October is Breast Cancer Awareness Month for women AND men.  Though you typically see the color pink during the month, the annual awareness program is designed to bring awareness about the disease and educate on the importance of early detection. 

Breast cancer is one of the most common cancers among women - but men can get it also.  Men can also get gynecomastia, a benign swelling of the breast tissue. 


  1. Check your breasts every month for lumps or changes.

  2. Have a clinical exam every year.  Instead of having your clinical and mammogram scheduled at the same time, think about separating the two.  For example, have your clinical exam in January and your mammogram in July.  This way you have your breasts checked professionally every six months instead of once a year.  Our goal is to detect issues at the earliest point and this method helps to insure early detection. 

  3. Have a mammogram every year, starting at age 40.  If your mother had breast cancer at an early age, start your mammogram ten years earlier than her detection age.

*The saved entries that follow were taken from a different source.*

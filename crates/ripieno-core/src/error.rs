//! Error types for ripieno-core.

use thiserror::Error;

/// Error type for ripieno-core operations.
#[derive(Error, Debug)]
pub enum Error {
    #[error("Invalid config: {0}")]
    InvalidConfig(String),

    #[error("Invalid argument: {0}")]
    InvalidArgument(&'static str),

    #[error("Handle refers to a deleted {0}")]
    StaleHandle(&'static str),

    #[error("Backend: {0}")]
    Backend(String),

    #[error("Not supported: {0}")]
    Unsupported(&'static str),

    #[error("Device is closed")]
    Closed,

    #[cfg(feature = "cpal")]
    #[error("Audio device not available")]
    DeviceNotAvailable(#[from] cpal::DefaultStreamConfigError),

    #[cfg(feature = "cpal")]
    #[error("Failed to build audio stream")]
    BuildStream(#[from] cpal::BuildStreamError),

    #[cfg(feature = "cpal")]
    #[error("Failed to play audio stream")]
    PlayStream(#[from] cpal::PlayStreamError),

    #[cfg(feature = "cpal")]
    #[error("Failed to pause audio stream")]
    PauseStream(#[from] cpal::PauseStreamError),

    #[cfg(feature = "cpal")]
    #[error("Failed to enumerate devices")]
    DevicesError(#[from] cpal::DevicesError),

    #[cfg(feature = "cpal")]
    #[error("Failed to get device name")]
    DeviceNameError(#[from] cpal::DeviceNameError),
}

/// Result type alias.
pub type Result<T> = std::result::Result<T, Error>;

  4. Know the signs and symptoms of breast cancer.  If your son or daughter tells you they found something, check it out.  Don’t let a doctor tell you that your child is too young to have breast cancer and let it go.  An eight year old child was diagnosed with breast cancer.

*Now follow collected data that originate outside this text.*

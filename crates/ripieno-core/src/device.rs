//! Device: one backend connection, one master mixer, one playback thread.
//!
//! The playback thread owns the real-time loop: it sleeps on the event
//! channel between sessions, and inside a session it waits for hardware
//! fragment slots and refills them from the master mixer. Application
//! threads drive it through buffer handles; the backend is started lazily on
//! the first `play` and stopped again once no buffer is left playing.

use std::sync::atomic::{AtomicBool, AtomicUsize, Ordering};
use std::sync::Arc;
use std::thread::JoinHandle;

use crossbeam_channel::{bounded, Receiver, Sender, TrySendError};
use parking_lot::Mutex;
use thread_priority::ThreadPriority;

use crate::backend::{Backend, BackendDevice};
use crate::buffer::BufferRecord;
use crate::config::{DeviceConfig, MAX_CHANNELS};
use crate::convert::SampleFormat;
use crate::graph::MixerGraph;
use crate::handle::{BufferHandle, MixerHandle};
use crate::{Error, Result};

/// Playback thread commands. A bounded channel (not a single-slot mailbox):
/// a `Play` posted just before `Terminate` is delivered, not overwritten.
pub(crate) enum DeviceEvent {
    Play,
    Terminate,
}

const EVENT_CAPACITY: usize = 4;

/// An opened playback device.
///
/// Closing (explicitly or on drop) stops playback, terminates the playback
/// thread, tears down the mixer graph, and releases the backend device.
pub struct Device {
    inner: Arc<DeviceInner>,
}

pub(crate) struct DeviceInner {
    config: DeviceConfig,
    pub(crate) fragment_samples: usize,
    backend: Box<dyn BackendDevice>,
    pub(crate) graph: Mutex<MixerGraph>,
    master: crate::graph::MixerId,
    events: Sender<DeviceEvent>,
    /// Guards the stopped/playing transition (pre-fill + backend start).
    transport: Mutex<()>,
    playing: AtomicBool,
    closed: AtomicBool,
    /// Buffers currently marked playing anywhere in the graph. The backend
    /// only stops once this reaches zero.
    active_buffers: AtomicUsize,
    thread: Mutex<Option<JoinHandle<()>>>,
}

impl Device {
    pub(crate) fn open(backend: &dyn Backend, config: &DeviceConfig) -> Result<Device> {
        config.validate()?;
        let backend_device = backend.open_device(config)?;
        let fragment_samples = backend_device.fragment_samples();
        let graph = MixerGraph::new(fragment_samples, config.channels, config.sample_rate);
        let master = graph.master();
        let (events, receiver) = bounded(EVENT_CAPACITY);

        let inner = Arc::new(DeviceInner {
            config: config.clone(),
            fragment_samples,
            backend: backend_device,
            graph: Mutex::new(graph),
            master,
            events,
            transport: Mutex::new(()),
            playing: AtomicBool::new(false),
            closed: AtomicBool::new(false),
            active_buffers: AtomicUsize::new(0),
            thread: Mutex::new(None),
        });

        // Spawned last so the thread never observes a half-built device.
        let thread_inner = Arc::clone(&inner);
        let handle = std::thread::Builder::new()
            .name("ripieno-device".into())
            .spawn(move || {
                let _ = thread_priority::set_current_thread_priority(ThreadPriority::Max);
                playback_loop(&thread_inner, receiver);
            })
            .map_err(|e| Error::Backend(format!("failed to spawn playback thread: {e}")))?;
        *inner.thread.lock() = Some(handle);

        Ok(Device { inner })
    }

    /// The root mixer every buffer and sub-mixer attaches to by default.
    pub fn master(&self) -> MixerHandle {
        MixerHandle {
            device: Arc::clone(&self.inner),
            id: self.inner.master,
        }
    }

    /// New mixer, attached under the master.
    pub fn create_mixer(&self) -> Result<MixerHandle> {
        self.inner.ensure_open()?;
        let id = self.inner.graph.lock().create_mixer();
        Ok(MixerHandle {
            device: Arc::clone(&self.inner),
            id,
        })
    }

    /// New buffer holding a copy of `data`, attached to the master mixer.
    pub fn create_buffer(
        &self,
        format: SampleFormat,
        channels: u16,
        sample_rate: u32,
        data: &[u8],
    ) -> Result<BufferHandle> {
        self.inner.ensure_open()?;
        if data.is_empty() {
            return Err(Error::InvalidArgument("buffer data must not be empty"));
        }
        if channels == 0 || channels > MAX_CHANNELS {
            return Err(Error::InvalidArgument("buffer channel count out of range"));
        }
        let record = BufferRecord::new(format, channels, sample_rate, data.into());
        self.inner.new_buffer_handle(record)
    }

    /// New silent buffer of `size_in_bytes`, attached to the master mixer.
    pub fn create_buffer_sized(
        &self,
        format: SampleFormat,
        channels: u16,
        sample_rate: u32,
        size_in_bytes: usize,
    ) -> Result<BufferHandle> {
        self.inner.ensure_open()?;
        if size_in_bytes == 0 {
            return Err(Error::InvalidArgument("buffer size must not be zero"));
        }
        if channels == 0 || channels > MAX_CHANNELS {
            return Err(Error::InvalidArgument("buffer channel count out of range"));
        }
        let record = BufferRecord::new(
            format,
            channels,
            sample_rate,
            vec![0u8; size_in_bytes].into_boxed_slice(),
        );
        self.inner.new_buffer_handle(record)
    }

    /// New buffer in the device's own format (f32, device channels, device
    /// rate), so it mixes on the direct path.
    pub fn create_compatible_buffer(&self, samples: &[f32]) -> Result<BufferHandle> {
        let bytes: Vec<u8> = samples.iter().flat_map(|s| s.to_le_bytes()).collect();
        self.create_buffer(
            SampleFormat::F32,
            self.inner.config.channels,
            self.inner.config.sample_rate,
            &bytes,
        )
    }

    pub fn channels(&self) -> u16 {
        self.inner.config.channels
    }

    pub fn sample_rate(&self) -> u32 {
        self.inner.config.sample_rate
    }

    /// Interleaved samples in one hardware fragment.
    pub fn fragment_samples(&self) -> usize {
        self.inner.fragment_samples
    }

    pub fn is_playing(&self) -> bool {
        self.inner.playing.load(Ordering::Acquire)
    }

    /// Buffers currently marked playing on this device.
    pub fn active_buffers(&self) -> usize {
        self.inner.active_buffers.load(Ordering::Acquire)
    }

    /// Stop playback, terminate the playback thread, and release the
    /// backend. Equivalent to dropping the device.
    pub fn close(self) {
        self.inner.close();
    }
}

impl Drop for Device {
    fn drop(&mut self) {
        self.inner.close();
    }
}

impl DeviceInner {
    fn ensure_open(&self) -> Result<()> {
        if self.closed.load(Ordering::Acquire) {
            return Err(Error::Closed);
        }
        Ok(())
    }

    fn new_buffer_handle(self: &Arc<Self>, record: BufferRecord) -> Result<BufferHandle> {
        let state = Arc::clone(&record.state);
        let id = self.graph.lock().add_buffer(record);
        Ok(BufferHandle {
            device: Arc::clone(self),
            id,
            state,
        })
    }

    /// A buffer went from stopped to playing: lazily start the device.
    pub(crate) fn buffer_started(&self) -> Result<()> {
        self.active_buffers.fetch_add(1, Ordering::AcqRel);
        match self.start_playback() {
            Ok(()) => Ok(()),
            Err(e) => {
                self.active_buffers.fetch_sub(1, Ordering::AcqRel);
                Err(e)
            }
        }
    }

    /// A playing buffer stopped or was deleted: stop the backend once the
    /// last one is gone.
    pub(crate) fn buffer_stopped(&self) {
        if self.active_buffers.fetch_sub(1, Ordering::AcqRel) == 1 {
            self.stop_playback();
        }
    }

    fn start_playback(&self) -> Result<()> {
        self.ensure_open()?;
        let _transport = self.transport.lock();
        if self.playing.load(Ordering::Acquire) {
            return Ok(());
        }
        // Pre-fill the first fragment so the hardware never starts on
        // whatever the ring held before.
        self.mix_next_fragment()?;
        self.backend.play()?;
        match self.events.try_send(DeviceEvent::Play) {
            // Full means a play is already queued.
            Ok(()) | Err(TrySendError::Full(_)) => {}
            Err(TrySendError::Disconnected(_)) => return Err(Error::Closed),
        }
        self.playing.store(true, Ordering::Release);
        Ok(())
    }

    fn stop_playback(&self) {
        let _transport = self.transport.lock();
        if self.playing.swap(false, Ordering::AcqRel) {
            if let Err(e) = self.backend.stop() {
                tracing::warn!("backend stop failed: {e}");
            }
        }
    }

    /// Map the next hardware fragment, mix the master subtree into it, and
    /// commit it.
    fn mix_next_fragment(&self) -> Result<()> {
        {
            let mut fragment = self.backend.map_next_fragment()?;
            let mut graph = self.graph.lock();
            let count = fragment.len();
            graph.mix_next_samples(self.master, count)?;
            let staging = graph.staging(self.master)?;
            fragment.copy_from_slice(&staging[..count]);
        }
        self.backend.unmap_next_fragment()
    }

    fn close(&self) {
        if self.closed.swap(true, Ordering::AcqRel) {
            return;
        }
        self.stop_playback();
        let _ = self.events.send(DeviceEvent::Terminate);
        if let Some(handle) = self.thread.lock().take() {
            let _ = handle.join();
        }
        if let Err(e) = self.backend.close() {
            tracing::warn!("backend close failed: {e}");
        }
    }
}

/// Runs for the device's entire lifetime: idle on the event channel between
/// sessions, hard real-time inside one.
fn playback_loop(inner: &DeviceInner, events: Receiver<DeviceEvent>) {
    loop {
        match events.recv() {
            Err(_) | Ok(DeviceEvent::Terminate) => break,
            Ok(DeviceEvent::Play) => {
                let _ = inner.backend.play();
                while inner.playing.load(Ordering::Acquire) && inner.backend.wait() {
                    if let Err(e) = inner.mix_next_fragment() {
                        tracing::warn!("fragment mix failed, stopping playback: {e}");
                        let _ = inner.backend.stop();
                        inner.playing.store(false, Ordering::Release);
                        break;
                    }
                }
                // The event may have been consumed after a stop already won
                // the race; make sure the backend did not come back up.
                if !inner.playing.load(Ordering::Acquire) {
                    let _ = inner.backend.stop();
                }
            }
        }
    }
}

  5. Everyone who has a breast is at risk for breast cancer.  

I’ve been a breast imager for a long time and have seen a lot of changes during my career.  Helping women and men with their healthcare has been a fulfilling career.  A question I routinely get from someone getting their first mammogram is “Is it going to hurt?”.  It depends on a lot of factors but most people say it’s more of a discomfort than pain.  The few seconds of discomfort during a mammogram is well worth peace of mind in my book.

So take care of yourself, be healthy!